Here we go to the second part of my problem:
switch (opcode & 0xF000) {
...
}
In a discussion I started on a reddit forum about emulators people told me they mask the opcode with 0xF000 to get the actual opcode, but what I didn't understand is how they came to the conclusion that they should mask and why with that value.
The final part:
I use this documentation in which I and many others guide themselves, first we go to the opcode 0x6000 or 6XKK or LD V x, byte:
//LD Vx, byte
case 0x6000:
reg.Vx[(opcode & 0x0F00) >> 8] = (opcode & 0x00FF);
reg.PC += 2;
std::cout << "OPCODE LD Vx, byte executado." << std::endl;
break;
CHIP-8 has 16 8-bit loggers I chamei De Vx, let's go to:
Reg.Vx [(opcode & 0x0f00) > > 8]
First I converted opcode 0x6000 to binary and performed operation and:
0110 0000 0000 0000 //0x6000
0000 1111 0000 0000 //0x0F00
-------------------
0000 0000 0000 0000 //0x0
Then >> 8 moves 8 bits to the right what would be 0000 0000 that is, the index 0 of Vx, then = (opcode & 0x00FF) that is:
0110 0000 0000 0000 //0x6000
0000 0000 1111 1111 //0x00FF
-------------------
0000 0000 0000 0000 //0x0
So why not just do reg.Vx[0] = 0; ?
Remembering that I've never had to do bitwise operations before on any project, just know what the books me they said about the operation AND, OR, XOR, not etc...

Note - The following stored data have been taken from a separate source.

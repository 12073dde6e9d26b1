use axum::{extract::State, response::Json};
use serde::{Deserialize, Serialize};
use tracing::info;

use crate::AppState;

#[derive(Debug, Serialize, Deserialize)]
pub struct HealthResponse {
    pub status: String,
    pub service: String,
    pub version: String,
    pub timestamp: String,
    pub logger: LoggerInfo,
}

#[derive(Debug, Serialize, Deserialize)]
pub struct LoggerInfo {
    pub debug: bool,
    pub log_response_body: bool,
    pub pretty_print: bool,
}

/// Basic health check endpoint
///
/// Reports the service as running along with the active logger switches.
pub async fn health(State(state): State<AppState>) -> Json<HealthResponse> {
    info!("Health check requested");

    let options = state.logger.options();
    Json(HealthResponse {
        status: "healthy".to_string(),
        service: env!("CARGO_PKG_NAME").to_string(),
        version: env!("CARGO_PKG_VERSION").to_string(),
        timestamp: chrono::Utc::now().to_rfc3339(),
        logger: LoggerInfo {
            debug: options.debug,
            log_response_body: options.log_response_body,
            pretty_print: options.pretty_print,
        },
    })
}
//! Body capture for both directions of a request.
//!
//! The request body is drained once into memory and replayed to the handler.
//! The response body is wrapped in [`CaptureBody`], which copies every data
//! frame as it passes through to the transport.

use std::{
    pin::Pin,
    task::{Context, Poll},
};

use axum::body::Body;
use bytes::{Bytes, BytesMut};
use http_body::{Body as HttpBody, Frame, SizeHint};
use http_body_util::BodyExt;

use crate::error::CaptureError;

/// Bytes read from a request body, plus the error that stopped reading early.
#[derive(Debug)]
pub struct CapturedRequest {
    pub bytes: Bytes,
    pub error: Option<CaptureError>,
}

impl CapturedRequest {
    /// A body for the downstream handler, byte-identical to what was captured.
    pub fn replay(&self) -> Body {
        Body::from(self.bytes.clone())
    }
}

/// Reads `body` to the end.
///
/// A transport error ends the read; whatever arrived before it is kept.
/// Trailers are discarded.
pub async fn capture_request(mut body: Body) -> CapturedRequest {
    let mut buf = BytesMut::new();

    while let Some(frame) = body.frame().await {
        match frame {
            Ok(frame) => {
                if let Ok(data) = frame.into_data() {
                    buf.extend_from_slice(&data);
                }
            }
            Err(source) => {
                let captured = buf.len();
                return CapturedRequest {
                    bytes: buf.freeze(),
                    error: Some(CaptureError::BodyRead { captured, source }),
                };
            }
        }
    }

    CapturedRequest {
        bytes: buf.freeze(),
        error: None,
    }
}

type OnComplete = Box<dyn FnOnce(Bytes) + Send>;

/// Pass-through response body that keeps a copy of every data frame.
///
/// `on_complete` receives the captured bytes exactly once: at end of stream,
/// on a body error, or when the body is dropped before either.
///
/// The whole stream is kept in memory. A streaming or SSE response that never
/// ends grows the buffer without limit and never reaches `on_complete` until
/// the client disconnects.
pub struct CaptureBody {
    inner: Body,
    captured: BytesMut,
    on_complete: Option<OnComplete>,
}

impl CaptureBody {
    pub fn new(inner: Body, on_complete: impl FnOnce(Bytes) + Send + 'static) -> Self {
        Self {
            inner,
            captured: BytesMut::new(),
            on_complete: Some(Box::new(on_complete)),
        }
    }

    fn record(&mut self, chunk: &[u8]) {
        self.captured.extend_from_slice(chunk);
    }

    fn complete(&mut self) {
        if let Some(on_complete) = self.on_complete.take() {
            on_complete(std::mem::take(&mut self.captured).freeze());
        }
    }
}

impl HttpBody for CaptureBody {
    type Data = Bytes;
    type Error = axum::Error;

    fn poll_frame(
        mut self: Pin<&mut Self>,
        cx: &mut Context<'_>,
    ) -> Poll<Option<Result<Frame<Self::Data>, Self::Error>>> {
        let this = &mut *self;

        match Pin::new(&mut this.inner).poll_frame(cx) {
            Poll::Ready(Some(Ok(frame))) => {
                if let Some(data) = frame.data_ref() {
                    this.record(data);
                }
                Poll::Ready(Some(Ok(frame)))
            }
            Poll::Ready(Some(Err(err))) => {
                this.complete();
                Poll::Ready(Some(Err(err)))
            }
            Poll::Ready(None) => {
                this.complete();
                Poll::Ready(None)
            }
            Poll::Pending => Poll::Pending,
        }
    }

    fn is_end_stream(&self) -> bool {
        self.inner.is_end_stream()
    }

    fn size_hint(&self) -> SizeHint {
        self.inner.size_hint()
    }
}

impl Drop for CaptureBody {
    fn drop(&mut self) {
        self.complete();
    }
}

#[cfg(test)]
mod tests {
    use super::*;
    use std::{io, sync::mpsc};

    fn chunked(chunks: Vec<Result<&'static str, io::Error>>) -> Body {
        Body::from_stream(futures::stream::iter(chunks))
    }

    #[tokio::test]
    async fn request_capture_is_byte_identical() {
        let captured = capture_request(Body::from("{\"id\":1}")).await;
        assert!(captured.error.is_none());
        assert_eq!(captured.bytes, Bytes::from_static(b"{\"id\":1}"));

        let replayed = captured.replay().collect().await.unwrap().to_bytes();
        assert_eq!(replayed, captured.bytes);
    }

    #[tokio::test]
    async fn request_capture_joins_chunks() {
        let body = chunked(vec![Ok("ab"), Ok(""), Ok("cd")]);
        let captured = capture_request(body).await;
        assert_eq!(captured.bytes, Bytes::from_static(b"abcd"));
    }

    #[tokio::test]
    async fn request_capture_keeps_partial_bytes_on_error() {
        let body = chunked(vec![
            Ok("part"),
            Err(io::Error::new(io::ErrorKind::ConnectionReset, "reset")),
            Ok("never"),
        ]);
        let captured = capture_request(body).await;
        assert_eq!(captured.bytes, Bytes::from_static(b"part"));
        assert!(matches!(
            captured.error,
            Some(CaptureError::BodyRead { captured: 4, .. })
        ));
    }

    #[tokio::test]
    async fn response_capture_passes_bytes_through() {
        let (tx, rx) = mpsc::channel();
        let body = CaptureBody::new(chunked(vec![Ok("hel"), Ok(""), Ok("lo")]), move |bytes| {
            tx.send(bytes).unwrap();
        });

        let delivered = Body::new(body).collect().await.unwrap().to_bytes();
        assert_eq!(delivered, Bytes::from_static(b"hello"));
        assert_eq!(rx.try_recv().unwrap(), delivered);
        assert!(rx.try_recv().is_err());
    }

    #[tokio::test]
    async fn response_capture_completes_on_error() {
        let (tx, rx) = mpsc::channel();
        let inner = chunked(vec![
            Ok("partial"),
            Err(io::Error::new(io::ErrorKind::BrokenPipe, "gone")),
        ]);
        let body = CaptureBody::new(inner, move |bytes| tx.send(bytes).unwrap());

        assert!(Body::new(body).collect().await.is_err());
        assert_eq!(rx.try_recv().unwrap(), Bytes::from_static(b"partial"));
    }

    #[test]
    fn dropped_body_still_completes_once() {
        let (tx, rx) = mpsc::channel();
        let body = CaptureBody::new(Body::from("unread"), move |bytes| tx.send(bytes).unwrap());
        drop(body);
        assert_eq!(rx.try_recv().unwrap(), Bytes::new());
        assert!(rx.try_recv().is_err());
    }

    #[test]
    fn hints_are_forwarded() {
        let body = CaptureBody::new(Body::from("four"), |_| {});
        assert_eq!(body.size_hint().exact(), Some(4));
        assert!(!body.is_end_stream());
    }
}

I wish I could understand this logic that people use to be able to use in future projects.
1 answers
Some of the things you're not understanding seem to be because you haven't interpreted that there are values that are a "family" of opcodes, or parameters for the same opcode - all encoded at 16 - Bit value-and not just a fixed value. The last example, from opcode 0x6000, for example, you did the whole simulation as if the value Always were to be exactly 0x6000 - however, see the documentation:
6xkk-LD Vx, byte Set Vx = kk.
The interpreter puts the value kk into register Vx.
That is, the first" nibble "(first 4 bits) of the opcode contains the hexa digit"6". The remaining 3 hexadecimal digits are the opcode arguments. So, yes, "0x6000" will always be "set V0 = 0x00", but the opcode 0x62FF means"set V2 = 0xFF". The role of your interpreter/emulator is precisely to detect that opcode 6 means to put a value in a register, extract those values, and execute the operation.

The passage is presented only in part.